O artista francês, que trabalha como supervisor bancário na Alemanha, contou à Inforpress que descobriu a música cabo-verdiana em 2001, tal como a maioria das pessoas no estrangeiro, depois de assistir a um concerto de Cesária Évora, em Paris (França), que o deixou “emocionado e apaixonado” pela morna.

“Desde essa época comecei a pesquisar sobre a música de Cabo Verde e sua cultura. Ouvia CD de Cize e não só e comprava todos os álbuns que encontrava. A partir de 2007 fui morar em Paris e entrei em contacto com vários músicos cabo-verdianos residentes em França e foi nessa altura que comecei a tocar música cabo-verdiana no violino”, revelou Martin Rose, que acrescentou que fez uma formação clássica antes de evoluir para a música tradicional cabo-verdiana.

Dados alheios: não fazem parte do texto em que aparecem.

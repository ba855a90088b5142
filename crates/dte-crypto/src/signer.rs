//! # Signer Capability
//!
//! Abstracts the issuer's signing key and certificate behind a trait, so
//! document signing, envelope sealing, and the authentication handshake
//! depend on the capability rather than on where the key lives.
//!
//! - [`LocalSigner`]: RSA private key and certificate held in memory,
//!   built from PEM text, files, or environment-named files.
//!
//! ## Security Invariants
//!
//! - `Signer` is `Send + Sync` so a single signer can serve every thread.
//! - Signing input is `&CanonicalBytes` (never raw bytes).
//! - A `LocalSigner` refuses a certificate whose public key is not the
//!   public half of its private key.
//! - Key material never appears in `Debug` output; `RsaPrivateKey`
//!   zeroizes itself on drop.

use std::path::Path;

use dte_core::CanonicalBytes;
use rsa::RsaPrivateKey;

use crate::certificate::Certificate;
use crate::error::CryptoError;
use crate::keys::{self, SignatureAlgorithm};

/// Environment variable naming the PEM private key file.
pub const SIGNING_KEY_PATH_VAR: &str = "DTE_SIGNING_KEY_PATH";
/// Environment variable naming the PEM certificate file.
pub const SIGNING_CERT_PATH_VAR: &str = "DTE_SIGNING_CERT_PATH";

/// Signing capability: an RSA key plus the certificate that vouches for it.
pub trait Signer: Send + Sync {
    /// Sign canonicalized data.
    fn sign(
        &self,
        algorithm: SignatureAlgorithm,
        data: &CanonicalBytes,
    ) -> Result<Vec<u8>, CryptoError>;

    /// The certificate embedded in produced signature blocks.
    fn certificate(&self) -> &Certificate;

    /// Human-readable name for this provider (for diagnostics/logging).
    fn provider_name(&self) -> &str;
}

// ─── LocalSigner ─────────────────────────────────────────────────────────

/// In-memory RSA signer.
pub struct LocalSigner {
    key: RsaPrivateKey,
    certificate: Certificate,
}

impl LocalSigner {
    /// Pair a private key with its certificate.
    ///
    /// Fails with `InvalidKey` if the certificate belongs to another key.
    pub fn new(key: RsaPrivateKey, certificate: Certificate) -> Result<Self, CryptoError> {
        if &key.to_public_key() != certificate.public_key() {
            return Err(CryptoError::InvalidKey(format!(
                "certificate {} does not match the private key",
                certificate.subject()
            )));
        }
        Ok(Self { key, certificate })
    }

    /// Build from PEM text.
    pub fn from_pem(key_pem: &str, cert_pem: &str) -> Result<Self, CryptoError> {
        Self::new(keys::private_key_from_pem(key_pem)?, Certificate::from_pem(cert_pem)?)
    }

    /// Build from PEM files on disk.
    pub fn from_pem_files(key_path: &Path, cert_path: &Path) -> Result<Self, CryptoError> {
        let key_pem = std::fs::read_to_string(key_path)?;
        let cert_pem = std::fs::read_to_string(cert_path)?;
        Self::from_pem(&key_pem, &cert_pem)
    }

    /// Build from the files named by `DTE_SIGNING_KEY_PATH` and
    /// `DTE_SIGNING_CERT_PATH`.
    pub fn from_env() -> Result<Self, CryptoError> {
        let key_path = env_path(SIGNING_KEY_PATH_VAR)?;
        let cert_path = env_path(SIGNING_CERT_PATH_VAR)?;
        Self::from_pem_files(Path::new(&key_path), Path::new(&cert_path))
    }
}

fn env_path(var: &str) -> Result<String, CryptoError> {
    std::env::var(var)
        .map_err(|_| CryptoError::InvalidKey(format!("environment variable {var} not set")))
}

impl Signer for LocalSigner {
    fn sign(
        &self,
        algorithm: SignatureAlgorithm,
        data: &CanonicalBytes,
    ) -> Result<Vec<u8>, CryptoError> {
        keys::sign(&self.key, algorithm, data)
    }

    fn certificate(&self) -> &Certificate {
        &self.certificate
    }

    fn provider_name(&self) -> &str {
        "LocalSigner"
    }
}

impl std::fmt::Debug for LocalSigner {
    fn fmt(&self, f: &mut std::fmt::Formatter<'_>) -> std::fmt::Result {
        f.debug_struct("LocalSigner")
            .field("key", &"[REDACTED]")
            .field("certificate", &self.certificate)
            .finish()
    }
}

#[cfg(test)]
mod tests {
    use super::*;
    use crate::fixtures::{self_signed_certificate, test_key};
    use dte_core::{flatten, parse};
    use rsa::pkcs1::{EncodeRsaPrivateKey, LineEnding};
    use x509_cert::der::EncodePem;

    #[test]
    fn test_mismatched_certificate_rejected() {
        let cert = self_signed_certificate(test_key(1), "Other");
        let result = LocalSigner::new(test_key(0).clone(), cert);
        assert!(matches!(result, Err(CryptoError::InvalidKey(_))));
    }

    #[test]
    fn test_signature_verifies_under_certificate_key() {
        let signer = LocalSigner::new(
            test_key(0).clone(),
            self_signed_certificate(test_key(0), "Signer"),
        )
        .unwrap();
        let data = flatten(&parse("<x>1</x>").unwrap()).unwrap();
        let sig = signer.sign(SignatureAlgorithm::RsaSha1, &data).unwrap();
        keys::verify(signer.certificate().public_key(), SignatureAlgorithm::RsaSha1, &data, &sig)
            .unwrap();
        assert_eq!(signer.provider_name(), "LocalSigner");
    }

    #[test]
    fn test_from_pem_files() {
        let dir = tempfile::tempdir().unwrap();
        let key_path = dir.path().join("key.pem");
        let cert_path = dir.path().join("cert.pem");
        let key = test_key(2);
        std::fs::write(&key_path, key.to_pkcs1_pem(LineEnding::LF).unwrap().as_bytes()).unwrap();
        let cert = self_signed_certificate(key, "File Signer");
        let x509 = <x509_cert::Certificate as x509_cert::der::Decode>::from_der(cert.der()).unwrap();
        std::fs::write(&cert_path, x509.to_pem(LineEnding::LF).unwrap()).unwrap();

        let signer = LocalSigner::from_pem_files(&key_path, &cert_path).unwrap();
        assert_eq!(signer.certificate(), &cert);
    }

    #[test]
    fn test_missing_file_is_io_error() {
        let result = LocalSigner::from_pem_files(
            Path::new("/nonexistent/key.pem"),
            Path::new("/nonexistent/cert.pem"),
        );
        assert!(matches!(result, Err(CryptoError::Io(_))));
    }

    #[test]
    fn test_debug_redacts_key() {
        let signer = LocalSigner::new(
            test_key(0).clone(),
            self_signed_certificate(test_key(0), "Redacted"),
        )
        .unwrap();
        let dbg = format!("{signer:?}");
        assert!(dbg.contains("[REDACTED]"));
        assert!(!dbg.contains("BEGIN"));
    }
}
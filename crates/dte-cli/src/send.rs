//! # Send Subcommand
//!
//! Authenticates with the tax authority and uploads a sealed envelope.
//!
//! Prints the outcome as JSON. Exit code 0 when the authority accepts the
//! envelope, 3 when it rejects it. Transport and handshake failures are
//! errors (exit code 1).

use std::path::PathBuf;

use anyhow::{Context, Result};
use clap::Args;
use dte_envelope::SealedEnvelope;
use dte_sii_client::{DispatchError, Environment, RejectionCategory, SiiClient, SiiConfig, SubmitError};
use serde::Serialize;

use crate::common::{print_json, read_text, SignerArgs};

/// Arguments for the `dte send` subcommand.
#[derive(Args, Debug)]
pub struct SendArgs {
    /// Sealed envelope file.
    pub envelope: PathBuf,

    #[command(flatten)]
    pub signer: SignerArgs,

    /// Authority environment (`certification` or `production`).
    /// Overrides `DTE_SII_ENV`.
    #[arg(long, value_parser = Environment::parse)]
    pub environment: Option<Environment>,

    /// Base URL of the authority. Overrides `DTE_SII_BASE_URL`.
    #[arg(long)]
    pub base_url: Option<String>,

    /// Retries for the seed and token requests.
    #[arg(long)]
    pub max_retries: Option<u32>,
}

impl SendArgs {
    fn config(&self) -> Result<SiiConfig> {
        let mut config = match self.environment {
            Some(environment) => SiiConfig::for_environment(environment)?,
            None => SiiConfig::from_env()?,
        };
        if let Some(raw) = &self.base_url {
            config.base_url = raw.parse().with_context(|| format!("invalid base URL {raw:?}"))?;
        }
        if let Some(retries) = self.max_retries {
            config.max_retries = retries;
        }
        Ok(config)
    }
}

#[derive(Debug, Serialize)]
#[serde(tag = "outcome", rename_all = "snake_case")]
enum SendReport {
    Accepted {
        track_id: String,
        documents: usize,
    },
    Rejected {
        code: String,
        category: RejectionCategory,
        #[serde(skip_serializing_if = "Option::is_none")]
        detail: Option<String>,
    },
}

/// Execute the send subcommand.
pub fn run_send(args: &SendArgs) -> Result<u8> {
    let envelope = SealedEnvelope::from_xml(&read_text(&args.envelope)?)
        .with_context(|| format!("{} is not a valid sealed envelope", args.envelope.display()))?;
    let config = args.config()?;
    let signer = args.signer.load()?;
    tracing::info!(
        environment = ?config.environment,
        base_url = %config.base_url,
        documents = envelope.document_count(),
        "submitting envelope"
    );

    let client = SiiClient::new(config).context("building authority client")?;
    match client.submit(&envelope, &signer) {
        Ok(track_id) => {
            print_json(&SendReport::Accepted {
                track_id: track_id.to_string(),
                documents: envelope.document_count(),
            })?;
            Ok(0)
        }
        Err(SubmitError::Dispatch(DispatchError::Rejected {
            code,
            category,
            detail,
        })) => {
            print_json(&SendReport::Rejected {
                code,
                category,
                detail,
            })?;
            Ok(3)
        }
        Err(e) => Err(e).context("submission failed"),
    }
}

#[cfg(test)]
mod tests {
    use super::*;
    use crate::envelope::{run_envelope, EnvelopeArgs};
    use crate::stamp::{run_stamp, StampArgs};
    use crate::test_support::{read, Scratch};
    use chrono::NaiveDate;
    use dte_core::DocumentType;

    fn sealed(scratch: &Scratch) -> PathBuf {
        let signed = scratch.path("signed.xml");
        run_stamp(&StampArgs {
            document: scratch.write_document(DocumentType::INVOICE, 1),
            caf: scratch.write_caf(DocumentType::INVOICE, 1, 10),
            authority: scratch.authority_args(),
            sign: true,
            signer: scratch.signer_args(),
            output: Some(signed.clone()),
        })
        .unwrap();
        let output = scratch.path("envelope.xml");
        run_envelope(&EnvelopeArgs {
            documents: vec![signed],
            sender: "11111111-1".parse().unwrap(),
            resolution_date: NaiveDate::from_ymd_opt(2014, 8, 22).unwrap(),
            resolution_number: 0,
            emitter: None,
            receiver: None,
            signer: scratch.signer_args(),
            output: Some(output.clone()),
        })
        .unwrap();
        output
    }

    fn args(scratch: &Scratch, envelope: PathBuf) -> SendArgs {
        SendArgs {
            envelope,
            signer: scratch.signer_args(),
            environment: Some(Environment::Certification),
            base_url: Some("http://127.0.0.1:9".into()),
            max_retries: Some(0),
        }
    }

    #[test]
    fn config_overrides_apply() {
        let scratch = Scratch::new();
        let config = args(&scratch, PathBuf::from("unused.xml")).config().unwrap();
        assert_eq!(config.base_url.as_str(), "http://127.0.0.1:9/");
        assert_eq!(config.max_retries, 0);
    }

    #[test]
    fn tampered_envelope_is_refused_before_any_request() {
        let scratch = Scratch::new();
        let file = sealed(&scratch);
        let tampered = read(&file).replace("<NroDTE>1</NroDTE>", "<NroDTE>2</NroDTE>");
        std::fs::write(&file, tampered).unwrap();
        let err = run_send(&args(&scratch, file)).unwrap_err();
        assert!(err.to_string().contains("not a valid sealed envelope"));
    }

    #[test]
    fn unreachable_authority_fails_the_handshake() {
        let scratch = Scratch::new();
        let err = run_send(&args(&scratch, sealed(&scratch))).unwrap_err();
        assert!(matches!(
            err.downcast_ref::<SubmitError>(),
            Some(SubmitError::Auth(_))
        ));
    }

    #[test]
    fn rejection_report_serializes_category() {
        let report = SendReport::Rejected {
            code: "99".into(),
            category: RejectionCategory::DuplicateSubmission,
            detail: None,
        };
        let json = serde_json::to_value(&report).unwrap();
        assert_eq!(json["outcome"], "rejected");
        assert_eq!(json["category"], "duplicate_submission");
    }
}
//! # CAF Subcommand
//!
//! Validates a folio authorization file against the authority's keys and
//! prints what it grants as JSON.
//!
//! Exit code 0 when the authorization is valid, 2 when it is valid but not
//! current on the checked date and `--require-current` was given.

use std::path::PathBuf;

use anyhow::{Context, Result};
use chrono::{Local, NaiveDate};
use clap::Args;
use dte_stamp::AuthorizationSummary;
use serde::Serialize;

use crate::common::{print_json, AuthorityArgs};

/// Arguments for the `dte caf` subcommand.
#[derive(Args, Debug)]
pub struct CafArgs {
    /// Authorization (`AUTORIZACION`) file.
    pub file: PathBuf,

    #[command(flatten)]
    pub authority: AuthorityArgs,

    /// Date to check currency against (YYYY-MM-DD). Defaults to today.
    #[arg(long)]
    pub on: Option<NaiveDate>,

    /// Exit with status 2 when the authorization is no longer current.
    #[arg(long)]
    pub require_current: bool,
}

#[derive(Debug, Serialize)]
struct CafReport {
    #[serde(flatten)]
    summary: AuthorizationSummary,
    checked_on: NaiveDate,
    current: bool,
}

/// Execute the caf subcommand.
pub fn run_caf(args: &CafArgs) -> Result<u8> {
    let validator = args.authority.validator()?;
    let auth = validator
        .validate_file(&args.file)
        .with_context(|| format!("validating {}", args.file.display()))?;
    let checked_on = args.on.unwrap_or_else(|| Local::now().date_naive());
    let current = auth.is_current(checked_on);
    tracing::info!(
        emitter = %auth.emitter(),
        document_type = %auth.document_type(),
        current,
        "authorization valid"
    );
    print_json(&CafReport {
        summary: auth.summary(),
        checked_on,
        current,
    })?;
    if args.require_current && !current {
        tracing::warn!(%checked_on, "authorization is not current");
        return Ok(2);
    }
    Ok(0)
}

Passou a assistir concertos da Cesária frequentemente. Conforme revelou, ao todo assistiu a pelo menos 15 concertos dela na Europa e no final de cada espetáculo fazia questão de ir cumprimentá-la.

“Acho que ela gostou do facto de um jovem não cabo-verdiano ter-se interessado pela música de Cabo Verde. Criamos uma amizade forte e passei a visitá-la em São Vicente também”, ajuntou.

No ano seguinte, prosseguiu, decidiu viajar para Cabo Verde e teve a oportunidade de conhecer amigos que moravam próximo à casa de Cesária Évora e, por isso, conseguia visitá-la sempre.

Para além de Cesária, Martin Rose também afirmou que cultiva uma amizade “muito especial” com a cantora Fantcha, uma das pupilas de Cise, com Nancy Vieira, Gutty Duarte, com o maestro Mick Lima, que lhe apresentou vários músicos cabo-verdianos com quem tem partilhado o palco em concertos e tocatinas.

Por isso, Martin afirmou que quer transportar esta amizade à música e à cultura de Cabo Verde para o seu CD e apresentar com seu violino uma homenagem à Cesária Évora e à música Cabo-verdiana.